To these ends we would like to see ACTION by the FSA to improve the governance of mutual life offices. We want to see the following provisions set out in legally enforceable form:-

  • analogous to the Building Societies Act of 1986 we want a definition of the maximum number of members required to call an EGM of (say) 0.1%, and to put a motion to an AGM of 0.05%

  • a minimum number for proposing people for election to the board. The number would vary by size of membership, but might be 50 for a Society the size of Equitable. There are two reasons for this:-

  • to avoid frivolous applications

  • to avoid the incumbent Board splitting "independents'" votes

  • a ban on voting by resolution, which requires members to vote for and against each resolution and allows proxy voting. Indeed if a voting paper is signed, but the votes are left blank, the voter is deemed to give the chairman power of proxy. The Building Societies Act 1986 allows for both voting by resolution and postal voting, which the Nationwide adopts. Under postal voting the yes votes for each candidate are totalled and those with the most votes are appointed. There is no proxy voting and signed blank forms are void)

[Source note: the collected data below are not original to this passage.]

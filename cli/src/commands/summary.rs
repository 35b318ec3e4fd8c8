use anyhow::Result;
use serde_json::json;

use stride_core::models::MEAL_TYPES;
use stride_core::nutrition::{DailySummary, NutritionTotals};

use super::Client;
use super::helpers::{exit_empty, no_neg_zero, parse_date, print_json};
use super::meal::print_meal;

fn macros_line(t: &NutritionTotals) -> String {
    format!(
        "{:.0} kcal | P:{:.0}g C:{:.0}g F:{:.0}g",
        no_neg_zero(t.calories.as_f64()),
        no_neg_zero(t.protein.as_f64()),
        no_neg_zero(t.carbs.as_f64()),
        no_neg_zero(t.fat.as_f64())
    )
}

pub(crate) async fn cmd_summary(client: &Client, date: Option<String>, json: bool) -> Result<()> {
    let uid = client.uid()?;
    let date = parse_date(date)?;
    let meals = client.app.nutrition.fetch_day(&uid, date).await?;
    let summary = client
        .app
        .nutrition
        .daily_summary()
        .unwrap_or_else(|| DailySummary::from_meals(date, &meals));

    if json {
        return print_json(&json!({ "summary": summary, "meals": meals }));
    }

    if meals.is_empty() {
        exit_empty(&format!("No meals for {date}"));
    }

    println!("=== {date} ===\n");

    for meal_type in MEAL_TYPES {
        let of_type: Vec<_> = meals.iter().filter(|m| m.meal_type == *meal_type).collect();
        if of_type.is_empty() {
            continue;
        }
        let subtotal: NutritionTotals = of_type.iter().map(|m| m.totals).sum();
        println!(
            "  {} ({:.0} kcal)",
            meal_type.to_uppercase(),
            subtotal.calories.as_f64()
        );
        for meal in of_type {
            print_meal(meal);
        }
        println!();
    }

    println!(
        "  TOTAL ({} meals): {}",
        summary.meal_count,
        macros_line(&summary.totals)
    );
    Ok(())
}
// Copyright 2025 eraflo
//
// Licensed under the Apache License, Version 2.0 (the "License");
// you may not use this file except in compliance with the License.
// You may obtain a copy of the License at
//
//     http://www.apache.org/licenses/LICENSE-2.0
//
// Unless required by applicable law or agreed to in writing, software
// distributed under the License is distributed on an "AS IS" BASIS,
// WITHOUT WARRANTIES OR CONDITIONS OF ANY KIND, either express or implied.
// See the License for the specific language governing permissions and
// limitations under the License.

//! Defines the error types surfaced by share-group bookkeeping.
//!
//! Three categories exist:
//! - [`ConsistencyViolation`]: the integration broke a calling protocol
//!   (double create/destroy notification, unbalanced release). Nothing is
//!   mutated when one is detected.
//! - [`DeletionError`]: a native deletion call failed. The affected ids are kept
//!   for a later retry.
//! - A context without a share group is not an error at all; group-dependent
//!   operations simply do nothing.

use crate::context::ContextId;
use crate::object::{ObjectId, ObjectKind};
use thiserror::Error;

/// Which partition of a share group a context was expected to occupy.
#[derive(Debug, Clone, Copy, PartialEq, Eq, Hash)]
pub enum Partition {
    /// Contexts backed by a live native context.
    Live,
    /// Contexts that were not created yet, or were already destroyed.
    Dead,
}

impl std::fmt::Display for Partition {
    fn fmt(&self, f: &mut std::fmt::Formatter<'_>) -> std::fmt::Result {
        match self {
            Partition::Live => write!(f, "live"),
            Partition::Dead => write!(f, "dead"),
        }
    }
}

/// An internal invariant would have been broken by the requested operation.
#[derive(Debug, Clone, PartialEq, Eq, Error)]
pub enum ConsistencyViolation {
    /// A lifecycle notification found the context outside the partition it
    /// must currently occupy.
    #[error("context {context} was not found in the {expected} partition of its share group")]
    NotInPartition {
        /// The context named by the notification.
        context: ContextId,
        /// The partition the context was expected to be found in.
        expected: Partition,
    },
    /// A tracker was released more times than it was retained.
    #[error("shared object tracker released with a reference count of zero")]
    RefCountUnderflow,
}

/// A native deletion call failed for one object.
#[derive(Debug, Clone, PartialEq, Eq, Error)]
#[error("failed to delete {} {id}: {reason}", kind.label())]
pub struct DeletionError {
    /// The kind of the object that could not be deleted.
    pub kind: ObjectKind,
    /// The name of the object that could not be deleted.
    pub id: ObjectId,
    /// Backend-provided description of the failure.
    pub reason: String,
}

impl DeletionError {
    /// Creates a new deletion error.
    pub fn new(kind: ObjectKind, id: ObjectId, reason: impl Into<String>) -> Self {
        Self {
            kind,
            id,
            reason: reason.into(),
        }
    }

    /// Creates the error reported by backends that cannot delete `kind` at all.
    pub fn unsupported(kind: ObjectKind, id: ObjectId) -> Self {
        Self::new(kind, id, "object kind is not supported by this context")
    }
}

/// The error type returned by tracker and registry operations.
#[derive(Debug, Clone, PartialEq, Eq, Error)]
pub enum ShareError {
    /// See [`ConsistencyViolation`].
    #[error(transparent)]
    Consistency(#[from] ConsistencyViolation),
    /// One or more objects could not be deleted. They were handed to the
    /// deletion pool and will be retried by a later clean.
    #[error("{failed} object(s) could not be deleted, last error: {last}")]
    Deletion {
        /// How many ids failed to delete.
        failed: usize,
        /// The last failure encountered while draining.
        last: DeletionError,
    },
}

/// A specialized `Result` type for share-group operations.
pub type ShareResult<T> = Result<T, ShareError>;

#[cfg(test)]
mod tests {
    use super::*;
    use std::error::Error;

    #[test]
    fn deletion_error_display_uses_kind_label() {
        let err = DeletionError::new(ObjectKind::Texture, ObjectId(7), "GL_INVALID_VALUE");
        assert_eq!(format!("{err}"), "failed to delete texture 7: GL_INVALID_VALUE");
    }

    #[test]
    fn consistency_violation_display() {
        let err = ConsistencyViolation::NotInPartition {
            context: ContextId::from_raw(3),
            expected: Partition::Dead,
        };
        assert_eq!(
            format!("{err}"),
            "context #3 was not found in the dead partition of its share group"
        );
    }

    #[test]
    fn share_error_wraps_consistency_transparently() {
        let err: ShareError = ConsistencyViolation::RefCountUnderflow.into();
        assert_eq!(
            format!("{err}"),
            "shared object tracker released with a reference count of zero"
        );
        assert!(err.source().is_none());
    }

    #[test]
    fn share_error_deletion_display() {
        let err = ShareError::Deletion {
            failed: 2,
            last: DeletionError::unsupported(ObjectKind::DisplayList, ObjectId(1)),
        };
        assert_eq!(
            format!("{err}"),
            "2 object(s) could not be deleted, last error: failed to delete display list 1: \
             object kind is not supported by this context"
        );
    }
}
// Copyright 2025 eraflo
//
// Licensed under the Apache License, Version 2.0 (the "License");
// you may not use this file except in compliance with the License.
// You may obtain a copy of the License at
//
//     http://www.apache.org/licenses/LICENSE-2.0
//
// Unless required by applicable law or agreed to in writing, software
// distributed under the License is distributed on an "AS IS" BASIS,
// WITHOUT WARRANTIES OR CONDITIONS OF ANY KIND, either express or implied.
// See the License for the specific language governing permissions and
// limitations under the License.

//! A [`GlContext`] over a `glow::Context`.
//!
//! The windowing layer owns the native context and its function table; a
//! `GlowContext` only records whether that native context exists and issues
//! deletion calls through it. Deletions are only ever requested while the
//! context is current on the calling thread.

use anyhow::{ensure, Result};
use glow::HasContext;
use sharegl_core::{
    ContextId, DeletionError, GlContext, ObjectDeleter, ObjectId, ObjectKind, ShareSlot,
};
use std::ffi::c_void;
use std::fmt;
use std::num::NonZeroU32;
use std::sync::atomic::{AtomicBool, Ordering};

/// A rendering context backed by `glow`.
pub struct GlowContext {
    gl: glow::Context,
    id: ContextId,
    created: AtomicBool,
    slot: ShareSlot,
}

// SAFETY: the function table inside `glow::Context` is immutable after loading.
// GL calls are only issued by the thread the native context is current on,
// which `CurrentContext` enforces for every deletion path.
unsafe impl Send for GlowContext {}
unsafe impl Sync for GlowContext {}

impl GlowContext {
    /// Wraps an already loaded `glow` function table.
    ///
    /// The context starts out as not created; call
    /// [`mark_created`](Self::mark_created) once the native context exists.
    pub fn new(gl: glow::Context) -> Self {
        Self {
            gl,
            id: ContextId::next(),
            created: AtomicBool::new(false),
            slot: ShareSlot::new(),
        }
    }

    /// Loads the GL function table through `loader` and wraps it.
    ///
    /// # Safety
    ///
    /// A native context must be current on this thread, and `loader` must
    /// return addresses valid for that context.
    pub unsafe fn from_loader<F>(mut loader: F) -> Result<Self>
    where
        F: FnMut(&str) -> *const c_void,
    {
        ensure!(
            !loader("glGetString").is_null(),
            "GL loader could not resolve glGetString; is a context current?"
        );
        let gl = glow::Context::from_loader_function(loader);
        let version = gl.version();
        log::info!(
            "Loaded GL {}.{}{} function table",
            version.major,
            version.minor,
            if version.is_embedded { " ES" } else { "" }
        );
        Ok(Self::new(gl))
    }

    /// The wrapped function table.
    pub fn gl(&self) -> &glow::Context {
        &self.gl
    }

    /// Records that the native context now exists.
    pub fn mark_created(&self) {
        self.created.store(true, Ordering::Release);
    }

    /// Records that the native context was destroyed.
    pub fn mark_destroyed(&self) {
        self.created.store(false, Ordering::Release);
    }

    /// Discards error codes left behind by earlier GL calls.
    fn clear_errors(&self) {
        // SAFETY: see the module docs; the context is current.
        let stale = drain_errors(|| unsafe { self.gl.get_error() });
        if stale > 0 {
            log::trace!("Context {} discarded {stale} stale GL error(s)", self.id);
        }
    }

    fn check_error(&self, kind: ObjectKind, id: ObjectId) -> Result<(), DeletionError> {
        // SAFETY: see the module docs; the context is current.
        let code = unsafe { self.gl.get_error() };
        if code == glow::NO_ERROR {
            Ok(())
        } else {
            Err(DeletionError::new(kind, id, gl_error_name(code)))
        }
    }
}

/// Converts a tracked id into a GL object name.
///
/// Zero is never a valid name, and GL names are 32-bit.
fn native_name(kind: ObjectKind, id: ObjectId) -> Result<NonZeroU32, DeletionError> {
    u32::try_from(id.0)
        .ok()
        .and_then(NonZeroU32::new)
        .ok_or_else(|| DeletionError::new(kind, id, "not a valid GL object name"))
}

/// Upper bound on error flags read in one drain. A lost context may keep
/// reporting errors, so the drain never loops unbounded.
const MAX_STALE_ERRORS: usize = 16;

/// Reads error codes through `next` until `NO_ERROR`. Returns how many were
/// discarded.
fn drain_errors(mut next: impl FnMut() -> u32) -> usize {
    (0..MAX_STALE_ERRORS)
        .take_while(|_| next() != glow::NO_ERROR)
        .count()
}

fn gl_error_name(code: u32) -> String {
    match code {
        glow::INVALID_ENUM => "GL_INVALID_ENUM".to_owned(),
        glow::INVALID_VALUE => "GL_INVALID_VALUE".to_owned(),
        glow::INVALID_OPERATION => "GL_INVALID_OPERATION".to_owned(),
        glow::OUT_OF_MEMORY => "GL_OUT_OF_MEMORY".to_owned(),
        other => format!("GL error 0x{other:04x}"),
    }
}

macro_rules! delete_named {
    ($($method:ident => $kind:ident, $native:ident;)*) => {
        $(
            fn $method(&self, id: ObjectId) -> Result<(), DeletionError> {
                let name = native_name(ObjectKind::$kind, id)?;
                self.clear_errors();
                // SAFETY: see the module docs; the context is current.
                unsafe { self.gl.$method(glow::$native(name)) };
                self.check_error(ObjectKind::$kind, id)
            }
        )*
    };
}

impl ObjectDeleter for GlowContext {
    delete_named! {
        delete_buffer => Buffer, NativeBuffer;
        delete_texture => Texture, NativeTexture;
        delete_program => Program, NativeProgram;
        delete_shader => Shader, NativeShader;
        delete_query => Query, NativeQuery;
        delete_renderbuffer => Renderbuffer, NativeRenderbuffer;
        delete_framebuffer => Framebuffer, NativeFramebuffer;
        delete_vertex_array => VertexArray, NativeVertexArray;
        delete_sampler => Sampler, NativeSampler;
        delete_transform_feedback => TransformFeedback, NativeTransformFeedback;
        delete_program_pipeline => ProgramPipeline, NativeProgramPipeline;
    }

    fn delete_fence(&self, id: ObjectId) -> Result<(), DeletionError> {
        if id.0 == 0 {
            return Err(DeletionError::new(ObjectKind::Fence, id, "null sync object"));
        }
        // Fences are tracked by the address of their GLsync handle.
        let sync = glow::NativeFence(id.0 as usize as _);
        self.clear_errors();
        // SAFETY: see the module docs; the context is current.
        unsafe { self.gl.delete_sync(sync) };
        self.check_error(ObjectKind::Fence, id)
    }

    fn delete_display_list(&self, id: ObjectId) -> Result<(), DeletionError> {
        // `glow` targets core profiles, which have no display lists.
        Err(DeletionError::unsupported(ObjectKind::DisplayList, id))
    }
}

impl GlContext for GlowContext {
    fn context_id(&self) -> ContextId {
        self.id
    }

    fn is_created(&self) -> bool {
        self.created.load(Ordering::Acquire)
    }

    fn share_slot(&self) -> &ShareSlot {
        &self.slot
    }
}

impl fmt::Debug for GlowContext {
    fn fmt(&self, f: &mut fmt::Formatter<'_>) -> fmt::Result {
        f.debug_struct("GlowContext")
            .field("id", &self.id)
            .field("created", &self.is_created())
            .field("slot", &self.slot)
            .finish()
    }
}

#[cfg(test)]
mod tests {
    use super::*;

    #[test]
    fn native_name_rejects_zero_and_wide_ids() {
        assert_eq!(
            native_name(ObjectKind::Buffer, ObjectId(5)).unwrap().get(),
            5
        );
        let zero = native_name(ObjectKind::Buffer, ObjectId(0)).unwrap_err();
        assert_eq!(zero.kind, ObjectKind::Buffer);
        let wide = native_name(ObjectKind::Texture, ObjectId(u64::from(u32::MAX) + 1));
        assert!(wide.is_err());
    }

    #[test]
    fn gl_error_names_are_readable() {
        assert_eq!(gl_error_name(glow::INVALID_OPERATION), "GL_INVALID_OPERATION");
        assert_eq!(gl_error_name(0x1234), "GL error 0x1234");
    }

    #[test]
    fn drain_errors_stops_at_no_error() {
        let mut codes = [
            glow::INVALID_ENUM,
            glow::INVALID_VALUE,
            glow::NO_ERROR,
            glow::OUT_OF_MEMORY,
        ]
        .into_iter();
        let drained = drain_errors(|| codes.next().unwrap_or(glow::NO_ERROR));
        assert_eq!(drained, 2);
        assert_eq!(codes.next(), Some(glow::OUT_OF_MEMORY));
    }

    #[test]
    fn drain_errors_is_bounded() {
        let mut reads = 0;
        let drained = drain_errors(|| {
            reads += 1;
            glow::OUT_OF_MEMORY
        });
        assert_eq!(drained, MAX_STALE_ERRORS);
        assert_eq!(reads, MAX_STALE_ERRORS);
    }

    #[test]
    fn clean_drain_reads_once() {
        let mut reads = 0;
        assert_eq!(
            drain_errors(|| {
                reads += 1;
                glow::NO_ERROR
            }),
            0
        );
        assert_eq!(reads, 1);
    }
}
// Copyright 2025 eraflo
//
// Licensed under the Apache License, Version 2.0 (the "License");
// you may not use this file except in compliance with the License.
// You may obtain a copy of the License at
//
//     http://www.apache.org/licenses/LICENSE-2.0
//
// Unless required by applicable law or agreed to in writing, software
// distributed under the License is distributed on an "AS IS" BASIS,
// WITHOUT WARRANTIES OR CONDITIONS OF ANY KIND, either express or implied.
// See the License for the specific language governing permissions and
// limitations under the License.

//! Glue for the boundary calls a context implementation makes.
//!
//! ```text
//! construction      attach(registry, ctx, share_with)
//! native create     native_created(registry, ctx)        retain + dead → live
//! make current      make_current(ctx)                    bind + pool clean
//! object alloc      ctx.share_slot().track_created(..)
//! object free       ctx.share_slot().track_deleted(..)
//! native destroy    native_destroyed(registry, ctx, pool) release + live → dead
//! ```

use crate::context::GlContext;
use crate::current::{CurrentContext, CurrentGuard};
use crate::error::{ShareError, ShareResult};
use crate::group::ShareGroup;
use crate::object::{DeletionPool, ReleaseOutcome};
use crate::registry::ShareGroupRegistry;
use std::sync::Arc;

/// Registers `ctx` (optionally sharing with `share_with`) and returns its group.
pub fn attach(
    registry: &ShareGroupRegistry,
    ctx: &Arc<dyn GlContext>,
    share_with: Option<&Arc<dyn GlContext>>,
) -> Arc<ShareGroup> {
    registry.register_sharing(ctx, share_with)
}

/// Handles the creation of the native context behind `ctx`.
///
/// Moves `ctx` into the live partition and takes a reference on its group
/// tracker, if it remembers one and does not hold a reference yet.
///
/// # Errors
///
/// Fails with a consistency violation on a duplicated notification; the
/// tracker is left untouched in that case.
pub fn native_created(registry: &ShareGroupRegistry, ctx: &dyn GlContext) -> ShareResult<()> {
    registry.context_created(ctx)?;
    if let Some(refs) = ctx.share_slot().retain_object_tracker() {
        log::trace!("Context {} retained its group tracker ({refs} refs)", ctx.context_id());
    }
    Ok(())
}

/// Binds `ctx` as current on this thread and drains its deletion pool.
pub fn make_current(ctx: Arc<dyn GlContext>) -> CurrentGuard {
    CurrentContext::bind(ctx)
}

/// Handles the destruction of the native context behind `ctx`.
///
/// Call it while `ctx` is still current so the group's objects can be deleted
/// in place when this was the last reference. The context then moves to the
/// dead partition.
///
/// Deletion failures are reported after the partition move has happened: the
/// teardown itself always completes.
///
/// # Errors
///
/// See [`SharedObjectTracker::release`](crate::object::SharedObjectTracker::release)
/// and [`ShareGroup::context_destroyed`].
pub fn native_destroyed(
    registry: &ShareGroupRegistry,
    ctx: &dyn GlContext,
    pool: &Arc<DeletionPool>,
) -> ShareResult<Option<ReleaseOutcome>> {
    let released = ctx.share_slot().release_object_tracker(pool);
    registry.context_destroyed(ctx)?;

    match released {
        None => Ok(None),
        Some(Ok(outcome)) => Ok(Some(outcome)),
        Some(Err(err @ ShareError::Deletion { .. })) => {
            log::warn!("Context {} teardown: {err}", ctx.context_id());
            Err(err)
        }
        Some(Err(err)) => Err(err),
    }
}
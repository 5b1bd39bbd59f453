// Copyright 2025 eraflo
//
// Licensed under the Apache License, Version 2.0 (the "License");
// you may not use this file except in compliance with the License.
// You may obtain a copy of the License at
//
//     http://www.apache.org/licenses/LICENSE-2.0
//
// Unless required by applicable law or agreed to in writing, software
// distributed under the License is distributed on an "AS IS" BASIS,
// WITHOUT WARRANTIES OR CONDITIONS OF ANY KIND, either express or implied.
// See the License for the specific language governing permissions and
// limitations under the License.

//! The contract between this crate and a rendering-context implementation.
//!
//! A context implementation owns its native handle and its "is created" flag.
//! This crate only observes them through [`GlContext`], and remembers the
//! context's sharing state in a [`ShareSlot`] embedded in the context.

use crate::error::ShareResult;
use crate::group::ShareGroup;
use crate::object::{
    DeletionPool, ObjectDeleter, ObjectId, ObjectKind, ReleaseOutcome, SharedObjectTracker,
};
use crate::utils::lock;
use std::fmt;
use std::sync::atomic::{AtomicU64, Ordering};
use std::sync::{Arc, Mutex};

static NEXT_CONTEXT_ID: AtomicU64 = AtomicU64::new(1);

/// A process-unique, comparable identity for a rendering context.
///
/// Holding a `ContextId` never keeps the context alive.
#[derive(Debug, Clone, Copy, PartialEq, Eq, Hash, PartialOrd, Ord)]
pub struct ContextId(u64);

impl ContextId {
    /// Allocates a fresh identity.
    pub fn next() -> Self {
        ContextId(NEXT_CONTEXT_ID.fetch_add(1, Ordering::Relaxed))
    }

    /// Wraps a raw value. Mostly useful for diagnostics and tests.
    pub const fn from_raw(raw: u64) -> Self {
        ContextId(raw)
    }

    /// Returns the raw value.
    pub const fn raw(self) -> u64 {
        self.0
    }
}

impl fmt::Display for ContextId {
    fn fmt(&self, f: &mut fmt::Formatter<'_>) -> fmt::Result {
        write!(f, "#{}", self.0)
    }
}

/// A rendering context as seen by the share-group tracker.
pub trait GlContext: ObjectDeleter + Send + Sync {
    /// The identity of this context.
    fn context_id(&self) -> ContextId;

    /// Returns `true` while a live native context backs this object.
    fn is_created(&self) -> bool;

    /// The sharing state remembered for this context.
    fn share_slot(&self) -> &ShareSlot;
}

#[derive(Default)]
struct SlotState {
    group: Option<Arc<ShareGroup>>,
    tracker: Option<Arc<SharedObjectTracker>>,
    // This context holds one reference on `tracker`.
    retained: bool,
    pool: Option<Arc<DeletionPool>>,
}

/// Per-context memory of its share group, the group's object tracker, and the
/// deletion pool that receives its deferred deletions.
///
/// The slot is the only strong owner of a [`ShareGroup`]: once every member
/// context is gone, the group goes with it.
#[derive(Default)]
pub struct ShareSlot {
    state: Mutex<SlotState>,
}

impl ShareSlot {
    /// Creates an empty slot.
    pub fn new() -> Self {
        Self::default()
    }

    /// The share group this context belongs to, if any.
    pub fn group(&self) -> Option<Arc<ShareGroup>> {
        lock(&self.state).group.clone()
    }

    pub(crate) fn set_group(&self, group: Arc<ShareGroup>) {
        lock(&self.state).group = Some(group);
    }

    /// The object tracker of this context's share group, if tracking is on.
    pub fn object_tracker(&self) -> Option<Arc<SharedObjectTracker>> {
        lock(&self.state).tracker.clone()
    }

    /// Remembers `tracker` as this context's group tracker.
    ///
    /// A `live` context also takes its reference on `tracker` unless it holds
    /// one already. If a different tracker was replaced while this context
    /// held a reference on it, that tracker is returned and the caller owes it
    /// a [`release`](SharedObjectTracker::release).
    pub(crate) fn adopt_object_tracker(
        &self,
        tracker: Arc<SharedObjectTracker>,
        live: bool,
    ) -> Option<Arc<SharedObjectTracker>> {
        let mut state = lock(&self.state);
        let same = state
            .tracker
            .as_ref()
            .is_some_and(|own| Arc::ptr_eq(own, &tracker));
        let mut replaced = None;
        if !same {
            let previous = state.tracker.replace(tracker.clone());
            if std::mem::take(&mut state.retained) {
                replaced = previous;
            }
        }
        if live && !state.retained {
            tracker.retain();
            state.retained = true;
        }
        replaced
    }

    /// Takes this context's reference on its tracker.
    ///
    /// Returns the new reference count, or `None` when there is no tracker or
    /// the reference is already held.
    pub fn retain_object_tracker(&self) -> Option<usize> {
        let mut state = lock(&self.state);
        if state.retained {
            return None;
        }
        let refs = state.tracker.as_ref()?.retain();
        state.retained = true;
        Some(refs)
    }

    /// Gives back the reference taken by
    /// [`retain_object_tracker`](Self::retain_object_tracker).
    ///
    /// Returns `None` when no reference is held. The tracker stays remembered
    /// so a recreated context can retain it again.
    pub fn release_object_tracker(
        &self,
        pool: &Arc<DeletionPool>,
    ) -> Option<ShareResult<ReleaseOutcome>> {
        let tracker = {
            let mut state = lock(&self.state);
            if !std::mem::take(&mut state.retained) {
                return None;
            }
            state.tracker.clone()?
        };
        Some(tracker.release(pool))
    }

    /// Returns `true` while this context holds a reference on its tracker.
    pub fn holds_tracker_reference(&self) -> bool {
        lock(&self.state).retained
    }

    /// The deletion pool this context drains and defers into.
    pub fn deletion_pool(&self) -> Option<Arc<DeletionPool>> {
        lock(&self.state).pool.clone()
    }

    /// Sets the deletion pool for this context.
    pub fn set_deletion_pool(&self, pool: Arc<DeletionPool>) {
        lock(&self.state).pool = Some(pool);
    }

    /// Returns `true` if `pool` is this context's deletion pool.
    pub fn uses_pool(&self, pool: &Arc<DeletionPool>) -> bool {
        lock(&self.state)
            .pool
            .as_ref()
            .is_some_and(|own| Arc::ptr_eq(own, pool))
    }

    /// Records freshly allocated objects in the group tracker.
    ///
    /// Does nothing when no tracker is remembered.
    pub fn track_created(&self, kind: ObjectKind, ids: &[ObjectId]) {
        if let Some(tracker) = self.object_tracker() {
            tracker.add_all(kind, ids);
        }
    }

    /// Forgets explicitly deleted objects in the group tracker.
    pub fn track_deleted(&self, kind: ObjectKind, ids: &[ObjectId]) {
        if let Some(tracker) = self.object_tracker() {
            tracker.remove_all(kind, ids);
        }
    }
}

impl fmt::Debug for ShareSlot {
    fn fmt(&self, f: &mut fmt::Formatter<'_>) -> fmt::Result {
        let state = lock(&self.state);
        f.debug_struct("ShareSlot")
            .field("has_group", &state.group.is_some())
            .field("has_tracker", &state.tracker.is_some())
            .field("retained", &state.retained)
            .field("has_pool", &state.pool.is_some())
            .finish()
    }
}

#[cfg(test)]
mod tests {
    use super::*;

    #[test]
    fn context_ids_are_unique() {
        let a = ContextId::next();
        let b = ContextId::next();
        assert_ne!(a, b);
        assert!(b > a);
    }

    #[test]
    fn slot_routes_notifications_only_with_a_tracker() {
        let slot = ShareSlot::new();
        slot.track_created(ObjectKind::Buffer, &[ObjectId(1)]);
        assert!(slot.object_tracker().is_none());

        let tracker = Arc::new(SharedObjectTracker::new());
        assert!(slot.adopt_object_tracker(tracker.clone(), false).is_none());
        slot.track_created(ObjectKind::Buffer, &[ObjectId(1), ObjectId(2)]);
        slot.track_deleted(ObjectKind::Buffer, &[ObjectId(1)]);
        assert_eq!(tracker.ids(ObjectKind::Buffer), vec![ObjectId(2)]);
    }

    #[test]
    fn tracker_reference_is_taken_and_given_back_once() {
        let slot = ShareSlot::new();
        let pool = Arc::new(SharedObjectTracker::new_pool());
        assert_eq!(slot.retain_object_tracker(), None);

        let tracker = Arc::new(SharedObjectTracker::new());
        slot.adopt_object_tracker(tracker.clone(), false);
        assert_eq!(slot.retain_object_tracker(), Some(1));
        assert_eq!(slot.retain_object_tracker(), None);
        assert_eq!(tracker.ref_count(), 1);

        assert_eq!(
            slot.release_object_tracker(&pool),
            Some(Ok(ReleaseOutcome::Deferred))
        );
        assert!(slot.release_object_tracker(&pool).is_none());
        assert_eq!(tracker.ref_count(), 0);
        assert!(slot.object_tracker().is_some());
    }

    #[test]
    fn live_adoption_retains_once_and_hands_back_the_old_tracker() {
        let slot = ShareSlot::new();
        let first = Arc::new(SharedObjectTracker::new());
        let second = Arc::new(SharedObjectTracker::new());

        assert!(slot.adopt_object_tracker(first.clone(), true).is_none());
        assert!(slot.adopt_object_tracker(first.clone(), true).is_none());
        assert_eq!(first.ref_count(), 1);

        let replaced = slot.adopt_object_tracker(second.clone(), true).unwrap();
        assert!(Arc::ptr_eq(&replaced, &first));
        assert_eq!(second.ref_count(), 1);
        assert!(slot.holds_tracker_reference());
    }

    #[test]
    fn uses_pool_compares_identity() {
        let slot = ShareSlot::new();
        let pool = Arc::new(SharedObjectTracker::new_pool());
        let other = Arc::new(SharedObjectTracker::new_pool());
        assert!(!slot.uses_pool(&pool));
        slot.set_deletion_pool(pool.clone());
        assert!(slot.uses_pool(&pool));
        assert!(!slot.uses_pool(&other));
    }
}
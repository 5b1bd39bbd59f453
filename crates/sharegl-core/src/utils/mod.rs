// Copyright 2025 eraflo
//
// Licensed under the Apache License, Version 2.0 (the "License");
// you may not use this file except in compliance with the License.
// You may obtain a copy of the License at
//
//     http://www.apache.org/licenses/LICENSE-2.0
//
// Unless required by applicable law or agreed to in writing, software
// distributed under the License is distributed on an "AS IS" BASIS,
// WITHOUT WARRANTIES OR CONDITIONS OF ANY KIND, either express or implied.
// See the License for the specific language governing permissions and
// limitations under the License.

//! Small internal helpers.

use std::sync::{Mutex, MutexGuard, PoisonError};

/// Locks `mutex`, recovering the data if a previous holder panicked.
///
/// Every critical section in this crate leaves its state consistent before it
/// can panic, so a poisoned lock still guards valid data.
pub(crate) fn lock<T>(mutex: &Mutex<T>) -> MutexGuard<'_, T> {
    mutex.lock().unwrap_or_else(PoisonError::into_inner)
}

  • the publication on a website of all matters of significant commercial interest unless those matters are adjudged to be genuinely commercially confidential in the interests of the members. Where there is a dispute between members and a board over whether a matter is confidential or not, there should be a simple means of resolving the dispute on a level playing field which precludes the board employing a squad of lawyers and barristers to outspend members. The means might be a reference to the FSA or a county court with provision for no award of expenses.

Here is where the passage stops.